Rate this Page

★ ★ ★ ★ ★

Pico2: A simple MNIST Tutorial#

Deploy your PyTorch models directly to Raspberry Pi Pico2 microcontroller with ExecuTorch.

What You’ll Build#

A 28×28 MNIST digit classifier running on memory constrained, low power microcontrollers:

Input: ASCII art digits (0, 1, 4, 7)
Output: Real-time predictions via USB serial
Memory: <400KB total footprint
Two variants: FP32 (portable ops) and INT8 (CMSIS-NN accelerated)

Prerequisites#

Environment Setup section
Refer to this link on how to accept ‘EULA’ agreement and setup toolchain link
Verify ARM toolchain

which arm-none-eabi-gcc # --> arm/arm-scratch/arm-gnu-toolchain-13.3.rel1-x86_64-arm-none-eabi/bin/

Step 1: Generate pte from given example Model#

FP32 model (default)#

Use the provided example model

cd examples/raspberry_pi/pico2
python export_mlp_mnist.py # Creates balanced_tiny_mlp_mnist.pte

Note: This is hand-crafted MNIST Classifier (proof-of-concept), and not production trained. This tiny MLP recognizes digits 0, 1, 4, and 7 using manually designed feature detectors.

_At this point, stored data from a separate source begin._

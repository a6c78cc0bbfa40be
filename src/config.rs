//! Tower configuration.
//!
//! Every field has a default, so a config file only needs the values it
//! changes:
//!
//! ```
//! use atcbus::config::TowerConfig;
//!
//! let config = TowerConfig::from_json(r#"{"data_port": 9000, "release_on_declare": true}"#).unwrap();
//! assert_eq!(config.data_port, 9000);
//! assert_eq!(config.control_port, 7071);
//! ```

use crate::arbiter::{ArbiterConfig, ControlInputs, RUNWAY_OVERRIDE_MASK};
use crate::link::LinkSettings;
use serde::{Deserialize, Serialize};
use std::path::Path;
use thiserror::Error;

pub const DEFAULT_HOST: &str = "127.0.0.1";
pub const DEFAULT_DATA_PORT: u16 = 7070;
pub const DEFAULT_CONTROL_PORT: u16 = 7071;
const DEFAULT_REPLY_BUFFER: usize = 256;

#[derive(Debug, Clone, PartialEq, Eq, Serialize, Deserialize)]
#[serde(default)]
pub struct TowerConfig {
    pub host: alloc::string::String,
    /// Raw packet bytes, one TCP stream per aircraft console.
    pub data_port: u16,
    /// Line-delimited JSON control commands.
    pub control_port: u16,
    pub link: LinkSettings,
    /// Control inputs at power-on.
    pub controls: ControlInputs,
    pub release_on_declare: bool,
    /// Depth of the reply broadcast shared by data clients.
    pub reply_buffer: usize,
}

impl Default for TowerConfig {
    fn default() -> Self {
        Self {
            host: DEFAULT_HOST.into(),
            data_port: DEFAULT_DATA_PORT,
            control_port: DEFAULT_CONTROL_PORT,
            link: LinkSettings::default(),
            controls: ControlInputs::default(),
            release_on_declare: false,
            reply_buffer: DEFAULT_REPLY_BUFFER,
        }
    }
}

impl TowerConfig {
    pub fn from_json(json: &str) -> Result<Self, ConfigError> {
        let config: Self = serde_json::from_str(json).map_err(|e| ConfigError::Parse(e.to_string()))?;
        config.validate()?;
        Ok(config)
    }

    pub fn load(path: impl AsRef<Path>) -> Result<Self, ConfigError> {
        let path = path.as_ref();
        let contents = std::fs::read_to_string(path).map_err(|e| ConfigError::Read {
            path: path.display().to_string(),
            reason: e.to_string(),
        })?;
        Self::from_json(&contents)
    }

    pub fn validate(&self) -> Result<(), ConfigError> {
        if self.controls.runway_override > RUNWAY_OVERRIDE_MASK {
            return Err(ConfigError::Invalid(alloc::format!(
                "runway_override {:#04b} exceeds mask {:#04b}",
                self.controls.runway_override,
                RUNWAY_OVERRIDE_MASK
            )));
        }
        if self.link.baud_rate == 0 {
            return Err(ConfigError::Invalid("baud_rate must be non-zero".into()));
        }
        if self.data_port != 0 && self.data_port == self.control_port {
            return Err(ConfigError::Invalid("data_port and control_port must differ".into()));
        }
        if self.reply_buffer == 0 {
            return Err(ConfigError::Invalid("reply_buffer must be non-zero".into()));
        }
        Ok(())
    }

    pub fn arbiter_config(&self) -> ArbiterConfig {
        ArbiterConfig {
            release_on_declare: self.release_on_declare,
        }
    }

    pub fn data_addr(&self) -> alloc::string::String {
        alloc::format!("{}:{}", self.host, self.data_port)
    }

    pub fn control_addr(&self) -> alloc::string::String {
        alloc::format!("{}:{}", self.host, self.control_port)
    }
}

#[derive(Debug, Clone, PartialEq, Eq, Error)]
pub enum ConfigError {
    #[error("Failed to read config {path}: {reason}")]
    Read { path: alloc::string::String, reason: alloc::string::String },
    #[error("Invalid config JSON: {0}")]
    Parse(alloc::string::String),
    #[error("Invalid config: {0}")]
    Invalid(alloc::string::String),
}

#[cfg(test)]
mod tests {
    use super::*;

    #[test]
    fn test_defaults_are_valid() {
        let config = TowerConfig::default();
        assert!(config.validate().is_ok());
        assert_eq!(config.data_addr(), "127.0.0.1:7070");
        assert!(!config.arbiter_config().release_on_declare);
    }

    #[test]
    fn test_partial_json_fills_defaults() {
        let config = TowerConfig::from_json(r#"{"controls": {"runway_override": 1}}"#).unwrap();
        assert_eq!(config.controls.runway_override, 1);
        assert!(!config.controls.emergency_override);
        assert_eq!(config.link, LinkSettings::default());
    }

    #[test]
    fn test_rejects_bad_override_mask() {
        let result = TowerConfig::from_json(r#"{"controls": {"runway_override": 4}}"#);
        assert!(matches!(result, Err(ConfigError::Invalid(_))));
    }

    #[test]
    fn test_rejects_shared_ports() {
        let result = TowerConfig::from_json(r#"{"data_port": 8000, "control_port": 8000}"#);
        assert!(matches!(result, Err(ConfigError::Invalid(_))));
    }

    #[test]
    fn test_rejects_malformed_json() {
        assert!(matches!(TowerConfig::from_json("{"), Err(ConfigError::Parse(_))));
    }

    #[test]
    fn test_missing_file() {
        let result = TowerConfig::load("/nonexistent/atcbus.json");
        assert!(matches!(result, Err(ConfigError::Read { .. })));
    }
}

INT8 quantized model (CMSIS-NN accelerated)#

Use the CMSIS-NN export script

cd examples/raspberry_pi/pico2
python export_mlp_mnist_cmsis.py # Creates balanced_tiny_mlp_mnist_cmsis.pte

This uses the CortexMQuantizer to produce INT8 quantized ops that map to CMSIS-NN kernels on Cortex-M33. The model I/O stays float — quantize and dequantize nodes are inserted inside the graph.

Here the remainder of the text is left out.